On a recent visit to Sandtrap, Candice paused on the dove porch to brandish her sharpened quill over mimosas and fuzzy navels, the latter being Phil's.
Peepers, dove muse |
Candice: What's the meaning of life?
Phil: Good Lord! I thought this was gonna be easy.
Don’t be fooled by my reputation.
Do I get a "do over"?
OK, you are a Southern writer in a long tradition of Southern writers. The wellspring of your creativity -- describe your Muse, please. And I don’t mean his abs.
Yes, my muse comes shirtless, generally posing as one of the Village People. He forces me to pantomime "YMCA" to the doves' amusement. Creativity comes in dreams. My subconscious works overtime. People I meet in the supermarket inspire me. I'll talk to anybody. Reading, but rarely TV. Off-the-cuff exchanges that "click."
Is that where your Sandtrap sketches come from?
Yeah, often. Sandtrap is that fictional place that never existed, but should. It taps into growing up in a rural community within a drive of urbanity. Country folk seem more rooted in common sense. As a teen whatever I needed to know about sex -- animal, vegetable or human -- I counted on country peers, not the clueless urban Einsteins.
Agreed. Country folk are closer to the Earth; basic biology does not make them blush.

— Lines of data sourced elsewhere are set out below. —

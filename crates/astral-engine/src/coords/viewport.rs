/// Viewport size in logical pixels.
///
/// Renderers treat this as the coordinate basis for converting logical px
/// positions to NDC in shaders. Backdrop layers use it as their bounce and
/// spawn area.
#[derive(Debug, Copy, Clone, Default, PartialEq)]
pub struct Viewport {
    pub width: f32,
    pub height: f32,
}

impl Viewport {
    #[inline]
    pub const fn new(width: f32, height: f32) -> Self {
        Self { width, height }
    }

    #[inline]
    pub fn is_valid(self) -> bool {
        self.width > 0.0 && self.height > 0.0 && self.width.is_finite() && self.height.is_finite()
    }

    /// Returns `true` if `x` lies in the closed range `[0, width]`.
    #[inline]
    pub fn contains_x(self, x: f32) -> bool {
        (0.0..=self.width).contains(&x)
    }

    /// Returns `true` if `y` lies in the closed range `[0, height]`.
    #[inline]
    pub fn contains_y(self, y: f32) -> bool {
        (0.0..=self.height).contains(&y)
    }
}

#[cfg(test)]
mod tests {
    use super::*;

    #[test]
    fn zero_sized_is_invalid() {
        assert!(!Viewport::new(0.0, 600.0).is_valid());
        assert!(!Viewport::new(800.0, 0.0).is_valid());
        assert!(Viewport::new(800.0, 600.0).is_valid());
    }

    #[test]
    fn contains_is_edge_inclusive() {
        let vp = Viewport::new(400.0, 300.0);
        assert!(vp.contains_x(0.0));
        assert!(vp.contains_x(400.0));
        assert!(!vp.contains_x(400.5));
        assert!(!vp.contains_y(-0.1));
        assert!(vp.contains_y(300.0));
    }
}
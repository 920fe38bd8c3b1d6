//! Coordinate and geometry types shared across engine renderers and backdrop layers.
//!
//! Canonical CPU space:
//! - Logical pixels (DPI-aware)
//! - Origin top-left
//! - +X right, +Y down
//!
//! Renderers convert to NDC in shaders using a viewport uniform.

mod vec2;
mod viewport;

pub use vec2::Vec2;
pub use viewport::Viewport;
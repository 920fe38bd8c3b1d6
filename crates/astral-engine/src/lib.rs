//! Astral engine crate.
//!
//! This crate owns the platform + GPU runtime pieces used by the backdrop layers.

pub mod device;
pub mod window;
pub mod time;
pub mod core;

pub mod logging;
pub mod coords;
pub mod render;
pub mod paint;
pub mod scene;
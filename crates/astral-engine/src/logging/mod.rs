//! Logging utilities.
//!
//! Centralizes logger initialization. Library code only talks to the `log`
//! facade; binaries call [`init_logging`] once early in `main`.

mod init;

pub use init::{init_logging, LoggingConfig};
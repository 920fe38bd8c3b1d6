use std::sync::Once;

/// Default filter when neither the config nor `RUST_LOG` provides one.
///
/// wgpu internals are chatty at `info`; keep them at `warn`.
const DEFAULT_FILTER: &str = "info,wgpu_core=warn,wgpu_hal=warn,naga=warn";

/// Logger configuration.
///
/// `env_filter` follows the `env_logger` filter syntax (e.g. "info", "warn",
/// "astral_sky=debug,wgpu=warn").
///
/// `write_style` controls ANSI coloring behavior.
#[derive(Debug, Clone)]
pub struct LoggingConfig {
    pub env_filter: Option<String>,
    pub write_style: env_logger::WriteStyle,
}

impl LoggingConfig {
    pub fn with_filter(filter: impl Into<String>) -> Self {
        Self {
            env_filter: Some(filter.into()),
            ..Self::default()
        }
    }

    /// Resolves the filter string: explicit config, then `RUST_LOG`, then the default.
    fn resolve_filter(&self, env: Option<String>) -> String {
        self.env_filter
            .clone()
            .or(env)
            .unwrap_or_else(|| DEFAULT_FILTER.to_string())
    }
}

impl Default for LoggingConfig {
    fn default() -> Self {
        Self {
            env_filter: None,
            write_style: env_logger::WriteStyle::Auto,
        }
    }
}

static INIT: Once = Once::new();

/// Initializes the global logger once.
///
/// This function is idempotent; subsequent calls are ignored.
pub fn init_logging(config: LoggingConfig) {
    INIT.call_once(|| {
        let filter = config.resolve_filter(std::env::var("RUST_LOG").ok());

        let mut builder = env_logger::Builder::new();
        builder.parse_filters(&filter);
        builder.write_style(config.write_style);
        builder.format_timestamp_millis();

        if let Err(e) = builder.try_init() {
            eprintln!("logger already installed: {e}");
            return;
        }

        log::debug!("logging initialized ({filter})");
    });
}

#[cfg(test)]
mod tests {
    use super::*;

    #[test]
    fn explicit_filter_wins_over_env() {
        let cfg = LoggingConfig::with_filter("astral_sky=trace");
        assert_eq!(cfg.resolve_filter(Some("warn".into())), "astral_sky=trace");
    }

    #[test]
    fn env_filter_wins_over_default() {
        let cfg = LoggingConfig::default();
        assert_eq!(cfg.resolve_filter(Some("debug".into())), "debug");
    }

    #[test]
    fn falls_back_to_default_filter() {
        assert_eq!(LoggingConfig::default().resolve_filter(None), DEFAULT_FILTER);
    }
}
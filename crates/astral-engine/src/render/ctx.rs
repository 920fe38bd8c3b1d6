use crate::coords::Viewport;

/// What a renderer needs to upload and draw one frame.
pub struct RenderCtx<'a> {
    pub device: &'a wgpu::Device,
    pub queue: &'a wgpu::Queue,
    pub surface_format: wgpu::TextureFormat,
    /// Logical pixels; the coordinate space of every draw command.
    pub viewport: Viewport,
    /// Physical pixels per logical pixel.
    pub scale_factor: f32,
}

impl<'a> RenderCtx<'a> {
    #[inline]
    pub fn new(
        device: &'a wgpu::Device,
        queue: &'a wgpu::Queue,
        surface_format: wgpu::TextureFormat,
        viewport: Viewport,
        scale_factor: f32,
    ) -> Self {
        Self { device, queue, surface_format, viewport, scale_factor }
    }

    /// Size of one physical pixel in logical pixels.
    ///
    /// Shaders fade edges over this width so anti-aliasing stays one device
    /// pixel wide on HiDPI displays.
    #[inline]
    pub fn pixel(&self) -> f32 {
        pixel_size(self.scale_factor)
    }
}

fn pixel_size(scale_factor: f32) -> f32 {
    if scale_factor.is_finite() && scale_factor > 0.0 { 1.0 / scale_factor } else { 1.0 }
}

/// Encoder and color attachment of the frame being recorded.
pub struct RenderTarget<'a> {
    pub encoder: &'a mut wgpu::CommandEncoder,
    pub color_view: &'a wgpu::TextureView,
}

impl<'a> RenderTarget<'a> {
    #[inline]
    pub fn new(encoder: &'a mut wgpu::CommandEncoder, color_view: &'a wgpu::TextureView) -> Self {
        Self { encoder, color_view }
    }
}

#[cfg(test)]
mod tests {
    use super::*;

    #[test]
    fn pixel_shrinks_with_scale() {
        assert_eq!(pixel_size(1.0), 1.0);
        assert_eq!(pixel_size(2.0), 0.5);
    }

    #[test]
    fn bogus_scale_falls_back_to_one() {
        assert_eq!(pixel_size(0.0), 1.0);
        assert_eq!(pixel_size(f32::NAN), 1.0);
        assert_eq!(pixel_size(-1.5), 1.0);
    }
}
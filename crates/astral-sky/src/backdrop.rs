use astral_engine::coords::Viewport;

use crate::config::SkyConfig;
use crate::error::SkyError;
use crate::particles::ParticleField;
use crate::random::RandomSource;
use crate::schedule::FrameScheduler;
use crate::star_field::StarField;
use crate::surface::{Layer, Surface, SurfaceProvider};
use crate::viewport::ViewportSignal;

/// Both backdrop layers wired to their surfaces and a shared viewport.
///
/// The host calls [`init`](Self::init) once, [`frame`](Self::frame) whenever
/// the scheduler fires, and [`resize`](Self::resize) on every window resize.
pub struct Backdrop<S: Surface> {
    config: SkyConfig,
    viewport: ViewportSignal,
    stars: StarField,
    particles: ParticleField,
    constellation_surface: S,
    particle_surface: S,
}

impl<S: Surface> Backdrop<S> {
    /// [`init_with`](Self::init_with) using the default configuration.
    pub fn init<P, F>(
        provider: P,
        width: f32,
        height: f32,
        rng: &mut dyn RandomSource,
        scheduler: &mut F,
    ) -> Result<Self, SkyError>
    where
        P: SurfaceProvider<Surface = S>,
        F: FrameScheduler + ?Sized,
    {
        Self::init_with(SkyConfig::default(), provider, width, height, rng, scheduler)
    }

    /// Acquires one surface per layer, spawns both layers over a
    /// `width`×`height` viewport and requests the first frame.
    ///
    /// If any surface is unavailable nothing is spawned and no frame is
    /// requested.
    pub fn init_with<P, F>(
        config: SkyConfig,
        mut provider: P,
        width: f32,
        height: f32,
        rng: &mut dyn RandomSource,
        scheduler: &mut F,
    ) -> Result<Self, SkyError>
    where
        P: SurfaceProvider<Surface = S>,
        F: FrameScheduler + ?Sized,
    {
        for warning in config.validate() {
            log::warn!("sky config: {warning}");
        }

        let constellation_surface = acquire(&mut provider, Layer::Constellation)?;
        let particle_surface = acquire(&mut provider, Layer::Particles)?;

        let viewport = ViewportSignal::new(Viewport::new(width, height));
        if !viewport.get().is_valid() {
            log::debug!("empty viewport {width}x{height}; layers spawn on its edge");
        }
        let stars = StarField::generate(config.stars.clone(), viewport.clone(), rng);
        let particles = ParticleField::generate(config.particles.clone(), viewport.clone(), rng);

        log::debug!("backdrop started at {width}x{height}");
        scheduler.request_frame();

        Ok(Self {
            config,
            viewport,
            stars,
            particles,
            constellation_surface,
            particle_surface,
        })
    }

    /// Redraws the constellation, then steps and redraws the particles.
    ///
    /// Each layer requests its own next frame; hosts coalesce them.
    pub fn frame<F: FrameScheduler + ?Sized>(&mut self, scheduler: &mut F) {
        self.stars.frame(&mut self.constellation_surface, scheduler);
        self.particles.frame(&mut self.particle_surface, scheduler);
    }

    /// Publishes a new viewport size to both layers.
    ///
    /// Stars and edges stay where they are; particles bounce against the new
    /// bounds from their next step on.
    pub fn resize(&mut self, width: f32, height: f32) {
        log::debug!("backdrop resized to {width}x{height}");
        self.viewport.set(Viewport::new(width, height));
    }

    #[inline]
    pub fn viewport(&self) -> Viewport {
        self.viewport.get()
    }

    #[inline]
    pub fn config(&self) -> &SkyConfig {
        &self.config
    }

    #[inline]
    pub fn stars(&self) -> &StarField {
        &self.stars
    }

    #[inline]
    pub fn particles(&self) -> &ParticleField {
        &self.particles
    }

    /// Layer surfaces, back to front.
    pub fn surfaces(&self) -> [&S; 2] {
        [&self.constellation_surface, &self.particle_surface]
    }
}

fn acquire<P: SurfaceProvider>(provider: &mut P, layer: Layer) -> Result<P::Surface, SkyError> {
    provider.acquire(layer).ok_or_else(|| {
        log::warn!("no surface for the {layer} layer; backdrop not started");
        SkyError::SurfaceUnavailable { layer }
    })
}

#[cfg(test)]
mod tests {
    use super::*;
    use crate::config::{ParticleConfig, StarFieldConfig};
    use crate::random::RngSource;
    use crate::surface::DrawLayer;
    use crate::testing::{CountingScheduler, DrawOp, RecordingSurface};
    use astral_engine::scene::ZIndex;

    fn recording(_: Layer) -> Option<RecordingSurface> {
        Some(RecordingSurface::default())
    }

    fn started() -> (Backdrop<RecordingSurface>, CountingScheduler) {
        let mut rng = RngSource::seeded(99);
        let mut scheduler = CountingScheduler::default();
        let backdrop = Backdrop::init(recording, 800.0, 600.0, &mut rng, &mut scheduler).unwrap();
        (backdrop, scheduler)
    }

    // ── init ──────────────────────────────────────────────────────────────

    #[test]
    fn init_spawns_both_layers_and_requests_first_frame() {
        let (backdrop, scheduler) = started();

        assert_eq!(scheduler.requests, 1);
        assert_eq!(backdrop.stars().stars().len(), 100);
        assert_eq!(backdrop.particles().particles().len(), 50);
        assert_eq!(backdrop.viewport(), Viewport::new(800.0, 600.0));
        assert!(backdrop.surfaces().iter().all(|s| s.ops.is_empty()));
    }

    #[test]
    fn missing_constellation_surface_fails_fast() {
        let mut rng = RngSource::seeded(1);
        let mut scheduler = CountingScheduler::default();
        let mut asked = Vec::new();
        let provider = |layer: Layer| {
            asked.push(layer);
            None::<RecordingSurface>
        };

        let err = Backdrop::init(provider, 800.0, 600.0, &mut rng, &mut scheduler).err();

        assert!(matches!(err, Some(SkyError::SurfaceUnavailable { layer: Layer::Constellation })));
        assert_eq!(scheduler.requests, 0);
        assert_eq!(asked, vec![Layer::Constellation]);
    }

    #[test]
    fn missing_particle_surface_fails_fast() {
        let mut rng = RngSource::seeded(1);
        let mut scheduler = CountingScheduler::default();
        let provider = |layer: Layer| (layer == Layer::Constellation).then(RecordingSurface::default);

        let err = Backdrop::init(provider, 800.0, 600.0, &mut rng, &mut scheduler).err();

        assert!(matches!(err, Some(SkyError::SurfaceUnavailable { layer: Layer::Particles })));
        assert_eq!(scheduler.requests, 0);
    }

    #[test]
    fn init_with_honors_custom_counts() {
        let config = SkyConfig {
            stars: StarFieldConfig { count: 12, ..StarFieldConfig::default() },
            particles: ParticleConfig { count: 3, ..ParticleConfig::default() },
        };
        let mut rng = RngSource::seeded(4);
        let mut scheduler = CountingScheduler::default();
        let backdrop =
            Backdrop::init_with(config, recording, 320.0, 240.0, &mut rng, &mut scheduler).unwrap();

        assert_eq!(backdrop.stars().stars().len(), 12);
        assert_eq!(backdrop.particles().particles().len(), 3);
        assert_eq!(backdrop.config().stars.count, 12);
    }

    #[test]
    fn zero_sized_init_does_not_fault() {
        let mut rng = RngSource::seeded(8);
        let mut scheduler = CountingScheduler::default();
        let mut backdrop = Backdrop::init(recording, 0.0, 0.0, &mut rng, &mut scheduler).unwrap();
        backdrop.frame(&mut scheduler);
        assert_eq!(scheduler.requests, 3);
    }

    // ── frame loop ────────────────────────────────────────────────────────

    #[test]
    fn frame_draws_each_layer_into_its_own_surface() {
        let (mut backdrop, mut scheduler) = started();
        backdrop.frame(&mut scheduler);

        let [constellation, particles] = backdrop.surfaces();
        assert_eq!(constellation.ops[0], DrawOp::Clear);
        assert_eq!(constellation.lines(), backdrop.stars().edges().len());
        assert_eq!(constellation.circles().len(), 100);

        assert_eq!(particles.ops[0], DrawOp::Clear);
        assert_eq!(particles.lines(), 0);
        assert_eq!(particles.circles().len(), 50);

        // one from init, one per layer
        assert_eq!(scheduler.requests, 3);
    }

    #[test]
    fn repeated_frames_move_particles_but_not_stars() {
        let (mut backdrop, mut scheduler) = started();
        let stars = backdrop.stars().stars().to_vec();
        let before = backdrop.particles().particles().to_vec();

        backdrop.frame(&mut scheduler);
        backdrop.frame(&mut scheduler);

        assert_eq!(backdrop.stars().stars(), stars.as_slice());
        let after = backdrop.particles().particles();
        let mut moved = 0;
        for (a, b) in before.iter().zip(after) {
            // No bounce in between: two plain steps.
            if a.velocity == b.velocity {
                assert_eq!(b.position, a.position + a.velocity + a.velocity);
            }
            if a.position != b.position {
                moved += 1;
            }
        }
        assert!(moved > 0);
    }

    // ── resize ────────────────────────────────────────────────────────────

    #[test]
    fn resize_is_seen_by_both_layers() {
        let (mut backdrop, _) = started();
        let edges = backdrop.stars().edges().to_vec();

        backdrop.resize(1024.0, 768.0);

        assert_eq!(backdrop.viewport(), Viewport::new(1024.0, 768.0));
        assert_eq!(backdrop.stars().viewport(), Viewport::new(1024.0, 768.0));
        assert_eq!(backdrop.particles().viewport(), Viewport::new(1024.0, 768.0));
        assert_eq!(backdrop.stars().edges(), edges.as_slice());
    }

    // ── draw layers ───────────────────────────────────────────────────────

    #[test]
    fn draw_layers_compose_back_to_front() {
        let mut rng = RngSource::seeded(5);
        let mut scheduler = CountingScheduler::default();
        let provider = |layer: Layer| Some(DrawLayer::for_layer(layer));
        let mut backdrop = Backdrop::init(provider, 800.0, 600.0, &mut rng, &mut scheduler).unwrap();

        backdrop.frame(&mut scheduler);

        let [back, front] = backdrop.surfaces();
        assert_eq!(back.z(), ZIndex::new(0));
        assert_eq!(front.z(), ZIndex::new(1));
        assert_eq!(front.list().len(), 50);
        assert_eq!(back.list().len(), 100 + backdrop.stars().edges().len());
    }
}
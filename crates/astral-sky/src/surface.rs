use std::fmt;

use astral_engine::coords::Vec2;
use astral_engine::paint::Color;
use astral_engine::scene::{DrawList, ZIndex};

/// Minimal 2D drawing surface a layer paints into.
///
/// Coordinates are logical pixels, origin top-left. Drawing outside the
/// viewport is allowed and simply not visible.
pub trait Surface {
    /// Erases everything drawn since the previous clear.
    fn clear(&mut self);

    fn draw_line(&mut self, from: Vec2, to: Vec2, color: Color, width: f32);

    fn fill_circle(&mut self, center: Vec2, radius: f32, color: Color);
}

/// The backdrop's drawing layers, back to front.
#[derive(Debug, Copy, Clone, Eq, PartialEq, Hash)]
pub enum Layer {
    Constellation,
    Particles,
}

impl Layer {
    /// Stacking position when layers are composed into one draw list.
    pub fn z_index(self) -> ZIndex {
        match self {
            Layer::Constellation => ZIndex::new(0),
            Layer::Particles => ZIndex::new(1),
        }
    }
}

impl fmt::Display for Layer {
    fn fmt(&self, f: &mut fmt::Formatter<'_>) -> fmt::Result {
        f.write_str(match self {
            Layer::Constellation => "constellation",
            Layer::Particles => "particles",
        })
    }
}

/// Hands out one surface per layer at construction time.
///
/// Returning `None` means the layer cannot be drawn at all; the backdrop then
/// refuses to start.
pub trait SurfaceProvider {
    type Surface: Surface;

    fn acquire(&mut self, layer: Layer) -> Option<Self::Surface>;
}

impl<F, S> SurfaceProvider for F
where
    F: FnMut(Layer) -> Option<S>,
    S: Surface,
{
    type Surface = S;

    fn acquire(&mut self, layer: Layer) -> Option<S> {
        self(layer)
    }
}

/// [`Surface`] recording into an engine [`DrawList`] at a fixed z-index.
///
/// One `DrawLayer` per backdrop layer; the host appends them into the frame
/// list handed to the renderers.
#[derive(Debug, Default)]
pub struct DrawLayer {
    list: DrawList,
    z: ZIndex,
}

impl DrawLayer {
    pub fn new(z: ZIndex) -> Self {
        Self { list: DrawList::new(), z }
    }

    pub fn for_layer(layer: Layer) -> Self {
        Self::new(layer.z_index())
    }

    #[inline]
    pub fn list(&self) -> &DrawList {
        &self.list
    }

    #[inline]
    pub fn z(&self) -> ZIndex {
        self.z
    }
}

impl Surface for DrawLayer {
    fn clear(&mut self) {
        self.list.clear();
    }

    fn draw_line(&mut self, from: Vec2, to: Vec2, color: Color, width: f32) {
        self.list.push_line(self.z, from, to, width, color);
    }

    fn fill_circle(&mut self, center: Vec2, radius: f32, color: Color) {
        self.list.push_solid_circle(self.z, center, radius, color);
    }
}

#[cfg(test)]
mod tests {
    use super::*;
    use astral_engine::scene::DrawCmd;

    #[test]
    fn draw_layer_records_at_its_z() {
        let mut layer = DrawLayer::for_layer(Layer::Particles);
        layer.draw_line(Vec2::zero(), Vec2::new(4.0, 0.0), Color::transparent(), 1.0);
        layer.fill_circle(Vec2::new(1.0, 2.0), 3.0, Color::transparent());

        let items = layer.list().items();
        assert_eq!(items.len(), 2);
        assert!(items.iter().all(|i| i.key.z == ZIndex::new(1)));
        assert!(matches!(items[0].cmd, DrawCmd::Line(_)));
        assert!(matches!(items[1].cmd, DrawCmd::Circle(_)));
    }

    #[test]
    fn draw_layer_clear_drops_previous_frame() {
        let mut layer = DrawLayer::for_layer(Layer::Constellation);
        layer.fill_circle(Vec2::zero(), 1.0, Color::transparent());
        layer.clear();
        assert!(layer.list().is_empty());
    }

    #[test]
    fn constellation_sits_below_particles() {
        assert!(Layer::Constellation.z_index() < Layer::Particles.z_index());
    }

    #[test]
    fn closures_act_as_providers() {
        let mut provider = |layer: Layer| (layer == Layer::Constellation).then(DrawLayer::default);
        assert!(provider.acquire(Layer::Constellation).is_some());
        assert!(provider.acquire(Layer::Particles).is_none());
    }
}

Forget 'Sex & the City' -- I'm waiting for 'Sex & the Country.' Manolo, meet Carhartt. So, you write about sex?
Did I say that? If so, I was quoting Gertrude Stein. She said, "Literature unconcerned with sex is inconceivable." Something like that. And here's to "show, don't tell."
Why do you write?
Three reasons. To engage the voices inside my head in conversation as opposed to chatter, to connect with the stories of those who've gone before and to give myself the illusion of triumph over life's absurdities.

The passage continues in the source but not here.